La Lombardie d’abord, puis la Sicile et la Vénétie

La première région de départ est la Lombardie, suivie de la Sicile et de la Vénétie. Donc le départ c’est plutôt le nord mais en réalité c’est – on l’a expliqué – une première émigration du sud qui une fois arrivée au nord part pour l’étranger. Dans une Italie qui compte parmi ses principaux problèmes la dénatalité et une contraction démographique inquiétante, une autre alarme vient du fait qu’actuellement à l’étranger il y a 5 millions et 800 mille émigrants italiens, alors qu’ils sont un nombre inférieur, 5 millions et 200 , immigrants en Italie . Au cours des 15 dernières années, donc, à chaque immigré vivant en Italie correspond un Italien parti à l’étranger, pour un chiffre de 2 millions et 700 mille évidemment dans les deux cas.

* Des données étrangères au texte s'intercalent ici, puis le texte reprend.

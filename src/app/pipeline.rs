//! Shared training pipeline used by the `fare train` command and by tests.
//!
//! ingest -> fit encoders -> assemble features -> split -> fit model -> evaluate -> persist

use std::path::PathBuf;

use tracing::{info, warn};

use crate::codec::FeatureCodec;
use crate::domain::{MAX_DAYS_LEFT, TrainConfig};
use crate::error::AppError;
use crate::fit::{Evaluation, evaluate, take_rows, train_test_split};
use crate::io::artifacts::write_artifacts;
use crate::io::ingest::{IngestedData, load_training_rows};
use crate::models::{PriceModel, Regressor};

/// All computed outputs of a single training run.
#[derive(Debug)]
pub struct TrainOutput {
    pub ingest: IngestedData,
    pub codec: FeatureCodec,
    pub model: PriceModel,
    pub n_train: usize,
    pub n_test: usize,
    /// `None` when the held-out split is empty.
    pub evaluation: Option<Evaluation>,
    /// Files written to the artifact directory.
    pub written: Vec<PathBuf>,
}

/// Read the CSV, train, evaluate and write every artifact.
pub fn run_training(config: &TrainConfig) -> Result<TrainOutput, AppError> {
    let ingest = load_training_rows(&config.data_path)?;
    let mut output = train_on(ingest, config)?;

    output.written = write_artifacts(
        &config.artifact_dir,
        &output.codec,
        &output.model,
        output.evaluation.as_ref(),
    )?;

    Ok(output)
}

/// Train on already-ingested rows without touching the filesystem.
pub fn train_on(ingest: IngestedData, config: &TrainConfig) -> Result<TrainOutput, AppError> {
    if !(0.0..1.0).contains(&config.test_size) {
        return Err(AppError::new(
            2,
            format!("Test size must be in [0, 1), got {}.", config.test_size),
        ));
    }

    let stats = &ingest.stats;
    if stats.days_left_min < 0 || stats.days_left_max > MAX_DAYS_LEFT {
        warn!(
            min = stats.days_left_min,
            max = stats.days_left_max,
            "training days_left extends past the range queries are clamped to"
        );
    }

    // Encoders see every row, so the held-out rows never hit an unknown category.
    let records = ingest.records();
    let codec = FeatureCodec::fit(&records)?;
    for encoder in codec.encoders() {
        info!(column = encoder.column().header(), classes = encoder.len(), "fitted encoder");
    }

    let x = codec.assemble_batch(&records)?;
    let y = ingest.prices();

    let split = train_test_split(x.len(), config.test_size, config.params.seed);
    let (x_train, y_train) = (take_rows(&x, &split.train), take_rows(&y, &split.train));
    let (x_test, y_test) = (take_rows(&x, &split.test), take_rows(&y, &split.test));
    info!(train = x_train.len(), test = x_test.len(), "split dataset");

    let model = PriceModel::fit(&x_train, &y_train, &config.params)?;

    let evaluation = evaluate(&y_test, &model.predict_batch(&x_test));
    match &evaluation {
        Some(e) => info!(mae = e.mae, rmse = e.rmse, n = e.n, "held-out evaluation"),
        None => warn!("no held-out rows; skipping evaluation"),
    }

    Ok(TrainOutput {
        ingest,
        codec,
        model,
        n_train: x_train.len(),
        n_test: x_test.len(),
        evaluation,
        written: Vec::new(),
    })
}
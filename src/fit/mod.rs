//! Training support.
//!
//! Responsibilities:
//!
//! - seeded train/test partitioning
//! - held-out error metrics (MAE, RMSE)

pub mod metrics;
pub mod split;

pub use metrics::*;
pub use split::*;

“Apatrides pour apatrides”

Parmi ceux qui restent en Italie pour y vivre, il y a aussi des apatrides, 3 000 personnes qui n’ont la citoyenneté d’aucun État et vivent dans la société italienne comme “invisibles”, alors qu’au niveau mondial, il y a au moins 4,3 millions de personnes. L’absence d’identité légale signifie pour les apatrides un accès limité à l’éducation, aux soins médicaux, aux mesures de protection sociale ou à un emploi régulier. Le journaliste Gad Lerner a également été apatride pendant la majeure partie de sa vie. Né à Beyrouth, au Liban, il est arrivé en Italie à l’âge de trois ans et est resté apatride jusqu’à l’âge de 30 ans lorsqu’il a épousé une Italienne et a finalement obtenu un passeport italien. Dans ces « limbes qui ont duré 27 ans », le journaliste s’est senti traité comme « un déchet humain sans droits ». Pour éviter que d’autres vivent de telles expériences, l’Union italienne des apatrides (Unia) est née, la première organisation “d’apatrides pour les apatrides”, née grâce à la volonté de quatre jeunes et au soutien de l’Unchr et d’Intersos.